In 2006 with the facts registered in our hospital about unnecessary lab investigations requested by the Emergency department, the printed forms, lab resources, manpower and waiting time of the patient cost the hospital much. The repeated complaints from the Laboratory staff regarding unjustified investigation encouraged top management to do a research about quality cost.

The committee assigned for this study proposed that an optimal quality level could be found where the losses due to defects were equal to the cost of quality control. The “cost of poor quality of an organization is the difference between the actual operating cost and what the operating cost would be if there were no failures in its system and no mistakes by its staff (Bland et al., 1998). They remarked that quality costs are a measure of costs specifically associated with the achievement or non-achievement of product or service requirements established by the organization and its contracts with customers and society. The process of internal and external failure costs, appraisal cost and improvement costs shows a great result in reducing the percentage of investigation used from 13% to 7%. The percentage of revenues in service exceeds 40 per cent due to the fast discharge of patients with higher level of satisfaction. This also gives a clue to the Top management to focus on a bed capacity management in ED and its consequence problems to be tackled. The hospital director conducted several meetings with senior managers and concerned staff from ED to discuss, evaluates, recommend and solve.

Quality is the choice

As we have noticed above, the initial phase of implementing TQM was done well through communication, and sessions done for the physicians in the orientation program. The awareness that imposing goals can be made achievable by means of innovative ideas can in itself be classified as a “mental” best practice, without which fundamental improvements are not possible. The commutation, coordination and commitment tools were the language of HGH staff in order to implement departmental and hospital strategy. The sessions that were made by TQM department have a great role in this effect through the activities that were made weekly, monthly and annually. The annual celebration of Quality Improvement Week gives the impression of great commitment to quality from everybody in the organization.

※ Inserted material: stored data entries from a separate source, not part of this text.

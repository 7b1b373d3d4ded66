//! Conf module — configuration model, loading, interval parsing, and presets.

pub mod model;
pub mod load;
pub mod interval;
pub mod profile;

pub use model::{GrouperConfig, OutputFormat, TimestampPolicy};
pub use interval::{format_interval, parse_interval};
pub use profile::{Profile, ProfileRegistry};
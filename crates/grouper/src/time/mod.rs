//! Time — timestamp parsing and window truncation.

pub mod normalize;

pub use normalize::{NormalizeError, TimeNormalizer};
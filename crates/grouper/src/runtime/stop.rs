//! Stop — turn Ctrl+C / SIGTERM into run cancellation.

use tokio_util::sync::CancellationToken;
use tracing::warn;

/// Resolve on the first Ctrl+C or SIGTERM.
pub async fn shutdown_signal() {
    let ctrl_c = async {
        if let Err(e) = tokio::signal::ctrl_c().await {
            warn!("Failed to install Ctrl+C handler: {}", e);
            std::future::pending::<()>().await;
        }
    };

    #[cfg(unix)]
    let terminate = async {
        match tokio::signal::unix::signal(tokio::signal::unix::SignalKind::terminate()) {
            Ok(mut signal) => {
                signal.recv().await;
            }
            Err(e) => {
                warn!("Failed to install SIGTERM handler: {}", e);
                std::future::pending::<()>().await;
            }
        }
    };

    #[cfg(not(unix))]
    let terminate = std::future::pending::<()>();

    tokio::select! {
        _ = ctrl_c => {
            warn!("Received Ctrl+C, cancelling run...");
        },
        _ = terminate => {
            warn!("Received SIGTERM, cancelling run...");
        },
    }
}

/// Cancel `token` when a shutdown signal arrives. The watcher exits quietly
/// if the token is cancelled some other way first.
pub fn cancel_on_signal(token: CancellationToken) -> tokio::task::JoinHandle<()> {
    tokio::spawn(async move {
        tokio::select! {
            _ = shutdown_signal() => token.cancel(),
            _ = token.cancelled() => {}
        }
    })
}
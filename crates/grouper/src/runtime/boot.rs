//! Boot — logging init and layered configuration.

use tracing::info;
use tracing_subscriber::{layer::SubscriberExt, util::SubscriberInitExt};

use super::cli::Cli;
use crate::conf::{GrouperConfig, ProfileRegistry};
use crate::error::ConfigError;

/// Initialise the tracing / logging subsystem. Logs go to stderr so the
/// report on stdout stays clean.
pub fn init_logging() {
    tracing_subscriber::registry()
        .with(
            tracing_subscriber::EnvFilter::try_from_default_env()
                .unwrap_or_else(|_| "loggrouper=info".into()),
        )
        .with(tracing_subscriber::fmt::layer().with_writer(std::io::stderr))
        .init();
}

/// Build the effective configuration: defaults, then the TOML file, then
/// `LOGGROUPER_*` variables, then flags. The selected profile is resolved
/// last and the result validated.
pub fn load_config(cli: &Cli, registry: &ProfileRegistry) -> Result<GrouperConfig, ConfigError> {
    let mut config = GrouperConfig::load(cli.config.as_deref())?;
    cli.apply_to(&mut config);
    config.apply_profile(registry)?;
    config.validate()?;

    info!(
        profile = config.profile.as_deref().unwrap_or("custom"),
        interval = %config.interval,
        workers = config.workers,
        queue_capacity = config.queue_capacity,
        limit = config.limit,
        "Loaded configuration"
    );
    info!("Pattern: {}", config.pattern);
    info!("Time layout: {}", config.time_layout);

    Ok(config)
}

/// `--list-profiles` output.
pub fn describe_profiles(registry: &ProfileRegistry) -> String {
    let mut out = String::new();
    for profile in registry.iter() {
        let marker = if profile.name == ProfileRegistry::DEFAULT_PROFILE { " (default)" } else { "" };
        out.push_str(&format!("{}{}\n", profile.name, marker));
        out.push_str(&format!("    {}\n", profile.description));
        out.push_str(&format!("    pattern:     {}\n", profile.pattern));
        out.push_str(&format!("    time layout: {}\n", profile.time_layout));
    }
    out
}

#[cfg(test)]
mod tests {
    use super::*;
    use clap::Parser;
    use std::io::Write;

    #[test]
    fn test_load_config_layers() {
        let mut file = tempfile::NamedTempFile::new().unwrap();
        writeln!(file, "workers = 3\nlimit = 7\nprofile = \"apache-access-dir\"").unwrap();
        let path = file.path().display().to_string();

        let cli = Cli::try_parse_from(["loggrouper", "-c", &path, "-l", "2"]).unwrap();
        let config = load_config(&cli, &ProfileRegistry::builtin()).unwrap();

        assert_eq!(config.workers, 3);
        assert_eq!(config.limit, 2);
        assert_eq!(config.pattern, crate::conf::profile::APACHE_ACCESS_DIR_PATTERN);
    }

    #[test]
    fn test_load_config_rejects_unknown_profile() {
        let cli = Cli::try_parse_from(["loggrouper", "-p", "iis"]).unwrap();
        let result = load_config(&cli, &ProfileRegistry::builtin());
        assert!(matches!(result, Err(ConfigError::UnknownProfile(_))));
    }

    #[test]
    fn test_load_config_rejects_bad_interval() {
        let cli = Cli::try_parse_from(["loggrouper", "-i", "soon"]).unwrap();
        let result = load_config(&cli, &ProfileRegistry::builtin());
        assert!(matches!(result, Err(ConfigError::InvalidInterval { .. })));
    }

    #[test]
    fn test_describe_profiles() {
        let text = describe_profiles(&ProfileRegistry::builtin());
        assert!(text.contains("apache-access (default)"));
        assert!(text.contains("apache-access-dir\n"));
        assert!(text.contains("time layout: %d/%b/%Y:%H:%M:%S %z"));
    }
}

“The coordinating tool of implementation concerns more relevant organization and senior management structure” (TQM.MN7322/D©University of Leicester 2007p. 55). The department heads supported the hospital strategy by developing their policies and procedures and the tasks distributions of daily work to be as a guide for the staff at all times. The evaluation of Quality Management Program must be submitted to the top management to consider the success and failures of the implementation program.

The hospital now has a clear strategy built up by its Quality Council chaired by Hospital Director, who also chairs the other committees such as (Executive Committee, Supervisory Board, Resources Allocation Committee, etc…) to monitor the on-going implementation of the strategy and to build a system for its development. In our hospital the Multi-disciplinary Teams (Committees, Task forces, Quality Improvement Teams, etc.) with members from across all the departments is the responsibility of the Quality Administrative Coordinator. Monitoring the process and system is done through the analysis of and the reporting of minutes of meeting to the top management. In this practice this allows the improvement of an entire system by the coordinated efforts of all those working in the committees as members from the different departments involved (TQM.MN7322/D© University of Leicester 2007p. 59).The carefully selected members for these committees are like the facilitators who assists the organisations’ intention with regard to quality.

Utilizing Program data

HGH Priority setting criteria

The best utilization of data in HGH was done in the year of 2008 when the Hospital Director called for collecting data related to the projects. These projects are: Emergency and Inpatients bed capacity, water tank, physiotherapy expansion, pharmacy expansion, outpatient expansion, Medical Record expansion, Air condition infrastructure. HGH creates its priority setting criteria based on the following quality tools measurement. In carrying out quality improvement initiatives in the hospital, departments and teams should prioritize improvement activities that meet one or more of the following criteria:

  1. Alignment with MOH and Hospital mission, vision, values and strategic goals
  2. Meets the needs and expectations of internal and external customers
  3. High volume diagnoses/procedures/ and other operational and business processes; means (Is this project clearly associated with the mission of the organization?)
  4. High risk diagnoses/procedures and other operational and business processes; which means; (is the target for this project addressing an area that present a serious threat to patient)
  5. Problem prone diagnoses/procedures and other operational and business processes
  6. High cost diagnoses/procedures and other operational and business processes
  7. Meets Central Board (CBAHI) requirements
  8. Meets Joint Commission International (JCI) requirements
  9. Practices cost containment and effectiveness
1 = Low volume 3 = Medium volume 9 = High volume 1 = Low or no problems 3 = Medium occurrence of problems 9 = High occurrence of problems 1 = Low risk and rare problems 3 = Moderate risks and problems 9 = High risks and problems 1 = Low or no costs 3 = Medium costs High costs=9 1 = Low or difficult to measure 3 = Moderately feasible to measure 9 = High or feasible to measure Priority Score (Max = 108; Min = 12

The general criteria above were arguing the concerned decision makers in HGH due to the limitations in budget which is provided by Ministry of Health who they must be convinced by tangible facts and scientific view to give the financial support needed. The Hospital Director did extreme efforts for this issue and requested the ITD for needed Data to support his requirement of expensive projects below to meet the Minster of Health and took his approval for granting ED expansion with 11 million Saudi Riyals.

  • Water tank
  • Emergency
  • A.C. Infrastructure
  • Medical Records Expansion
  • Out Patient Department expansion.
  • Pharmacy expansion.

The below projects prioritization form declare the hospital systems in prioritizing the issues.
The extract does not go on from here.